Date: 10/09/2004 at 04:45:34
From: Pilar
Subject: Drinking a swimming pool

Could you drink enough water in a life time to empty a pool?  My math 
teacher told us to solve this problem and I understand it but I really 
don't get how we have to solve it!

I thought of using a pool that is 4m by 8m, and depth 2m.  But I don't 
know how to find out how much water it would contain. 

Also I figured that our lifetime on average is about 80 years.  But 
I'm not sure what to do next. 

Pilar

Date: 10/09/2004 at 08:57:18
From: Doctor Ian
Subject: Re: Drinking a swimming pool

Hi Pilar,

If you assume that the pool is shaped like a box, you can compute the
volume by multiplying the length, width, and depth.  What do you get
when you do that? 

How many days are in 80 years?  How much water can you drink in a 
single day?  If you multiply those together, you get the total amount
of water you would drink in a lifetime. 

Is this enough to get started?  Write back if you need more help.
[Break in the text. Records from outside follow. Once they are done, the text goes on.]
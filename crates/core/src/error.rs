use crate::types::SessionId;

/// Domain-level error taxonomy.
///
/// Every caller-facing failure of the orchestration layer maps to exactly
/// one of these variants; the api crate translates them into HTTP
/// status/code pairs without leaking internals.
#[derive(Debug, thiserror::Error)]
pub enum CoreError {
    /// The uploaded bytes are not a decodable video. Fatal for upload:
    /// no session is registered.
    #[error("Video decode failed: {0}")]
    Decode(String),

    /// No session (or no frame directory) exists for the given id.
    /// The caller must re-upload.
    #[error("Session {id} not found")]
    SessionNotFound { id: SessionId },

    /// A prompt or propagation arrived out of lifecycle order.
    /// The caller must initialize (and, for propagation, prompt) first.
    #[error("Session {id} is not initialized")]
    SessionNotInitialized { id: SessionId },

    /// The external segmentation engine faulted or returned an unexpected
    /// shape. Surfaced verbatim, never retried: engine state may already
    /// be mutated.
    #[error("Engine invocation failed: {0}")]
    Engine(String),

    /// Request input failed validation before reaching the engine.
    #[error("Validation failed: {0}")]
    Validation(String),

    #[error("I/O error: {0}")]
    Io(#[from] std::io::Error),

    #[error("Internal error: {0}")]
    Internal(String),
}

/// Convenience alias used across the workspace.
pub type CoreResult<T> = Result<T, CoreError>;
- Doctor Ian, The Math Forum
  http://mathforum.org/dr.math/ 

Date: 10/09/2004 at 11:03:16
From: Pilar
Subject: Drinking a swimming pool

Hi, it's me again. 

I thought about what you told me and the volume I came up with was 
120,000 liters. 

Next, I found out that 80 x 365 = 29,200. So in 80 years there are
29,200 days. And if in one day we drink on average 2 liters, in a
lifetime we drink 58,400 literes. 

But now I would like to know what is the method to find out how many
years I would have to live to drink all the water in my swimming pool
if I drink on average 2 liters per day.

Thank you so much for your help.
Pilar

Date: 10/09/2004 at 12:09:13
From: Doctor Ian
Subject: Re: Drinking a swimming pool

Hi Pilar,

Thanks for writing back. 

I get a slightly different volume for the pool:

  4 m * 8 m * 2 m = 64 m^3

and there are 1000 liters in a cubic meter.  So I get 64,000 liters. 
But it's in the same ballpark, which is okay, since the question isn't
asking about a specific swimming pool. 

Similarly, the number of days you computed doesn't take into account
leap days, but for purposes of this question, it's okay to ignore them. 
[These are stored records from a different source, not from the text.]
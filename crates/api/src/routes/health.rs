use axum::extract::State;
use axum::{routing::get, Json, Router};
use serde::Serialize;

use crate::state::AppState;

/// Health check response payload.
#[derive(Serialize)]
pub struct HealthResponse {
    /// Overall service status.
    pub status: &'static str,
    /// Crate version from Cargo.toml.
    pub version: &'static str,
    /// Whether the predictor sidecar is reachable.
    pub engine_healthy: bool,
}

/// GET /health -- returns service and engine health.
async fn health_check(State(state): State<AppState>) -> Json<HealthResponse> {
    let engine_healthy = state.registry.engine_healthy().await;

    let status = if engine_healthy { "ok" } else { "degraded" };

    Json(HealthResponse {
        status,
        version: env!("CARGO_PKG_VERSION"),
        engine_healthy,
    })
}

/// Mount health check routes (intended for root-level, NOT under `/api/v1`).
pub fn router() -> Router<AppState> {
    Router::new().route("/health", get(health_check))
}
As for figuring out how long you'd have to live to drink 120,000 (or
any other quantity) of water...  In fact, there are a number of
quantities here:

  the length, width, and depth of the pool, in meters;

  the length of a lifetime, in years;

  the amount of water drunk in a day, in liters;

and we'd like to relate them all in one equation:

   volume of pool = volume drunk in a lifetime

The volume of the pool is

  length * width * depth = volume drunk in a lifetime

but that's in cubic meters.  To convert it to liters, we have to
multiply by 1000:

  L * W * D * 1000 = volume drunk in a lifetime

(I've abbreviated length as L, width as W, and depth as D to save
space and typing.) 

The volume drunk in a lifetime is

  L * W * D * 1000 liters = years * days per year * liters per day

We know how many days are in a year:

  L * W * D * 1000 liters = years * 365 * liters per day

So here's the thing:  If we know any 4 of the named quantities, we can
get the 5th.  That means we can ask a number of different questions. 
For example:

  1) If you live 80 years, and drink 3 liters of water a day,
     how deep a 5m by 8m pool could you drink?
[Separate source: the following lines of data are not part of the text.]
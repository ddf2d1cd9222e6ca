use std::fmt;
use std::str::FromStr;

use serde::{Deserialize, Serialize};
use uuid::Uuid;

/// Opaque, globally-unique identifier for one uploaded video and all
/// segmentation state derived from it. Generated at upload time.
#[derive(Debug, Clone, Copy, PartialEq, Eq, Hash, Serialize, Deserialize)]
#[serde(transparent)]
pub struct SessionId(Uuid);

impl SessionId {
    /// Generate a fresh random session id.
    pub fn new() -> Self {
        Self(Uuid::new_v4())
    }
}

impl Default for SessionId {
    fn default() -> Self {
        Self::new()
    }
}

impl fmt::Display for SessionId {
    fn fmt(&self, f: &mut fmt::Formatter<'_>) -> fmt::Result {
        self.0.fmt(f)
    }
}

impl FromStr for SessionId {
    type Err = uuid::Error;

    fn from_str(s: &str) -> Result<Self, Self::Err> {
        Ok(Self(Uuid::from_str(s)?))
    }
}

/// The single tracked object identity.
///
/// The prompt and propagation contracts are single-object: every mask this
/// service produces belongs to this object id.
pub const TRACKED_OBJECT_ID: u32 = 1;

#[cfg(test)]
mod tests {
    use super::*;

    #[test]
    fn session_ids_are_unique() {
        assert_ne!(SessionId::new(), SessionId::new());
    }

    #[test]
    fn session_id_round_trips_through_display() {
        let id = SessionId::new();
        let parsed: SessionId = id.to_string().parse().unwrap();
        assert_eq!(id, parsed);
    }

    #[test]
    fn session_id_serializes_as_bare_string() {
        let id = SessionId::new();
        let json = serde_json::to_string(&id).unwrap();
        assert_eq!(json, format!("\"{id}\""));
    }
}
//! Segmentation engine adapter and session registry.
//!
//! The engine itself (model weights, tensors, devices) lives in a sidecar
//! process. This crate owns the narrow boundary to it — the [`Predictor`]
//! trait and its HTTP implementation — plus the [`SessionRegistry`] that
//! maps session ids to live engine state, enforces the lifecycle state
//! machine, and serializes per-session access.
//!
//! [`Predictor`]: predictor::Predictor
//! [`SessionRegistry`]: registry::SessionRegistry

pub mod http;
pub mod messages;
pub mod predictor;
pub mod registry;

#[cfg(any(test, feature = "testing"))]
pub mod testing;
        8 * 5 * ? * 1000 = 80 * 365 * 3

  2) How long would you have to live, drinking 1 liter per day,
     to drink a pool that is 4m by 7m by 2m?

        7 * 4 * 2 * 1000 = ? * 365 * 1

  3) If you live to be 75, how many liters would you have to 
     drink each day to drink a pool that is 8m by 3m by 1.5m?

        8 * 3 * 1.5 * 1000 = 75 * 365 * ?

In fact, for any quantity that you can choose from the equation, you
can make up a question where you supply all the other quantities. 

Does this make sense?  You'll see this kind of thing often for various
geometric shapes.  For example, the volume of a cylinder is 

  volume = pi * radius^2 * height

So if you know the radius and height, you can find the volume; if you
know the volume and radius, you can find the height; and if you know
the volume and height, you can find the radius.  It's all the same
basic idea:  If you have an equation that relates N quantities, and
you know N-1 of those quantities, you can find the remaining one. 

Does this help? 
     
- Doctor Ian, The Math Forum
  http://mathforum.org/dr.math/ 

Date: 10/10/2004 at 06:19:47
From: Pilar
Subject: Thank you (Drinking a swimming pool)

Thank you so much. You were a really good help and if I need any more
help I will surely get back to you. But you explained it very well for
me to understand it. Thanks so much...

Pilar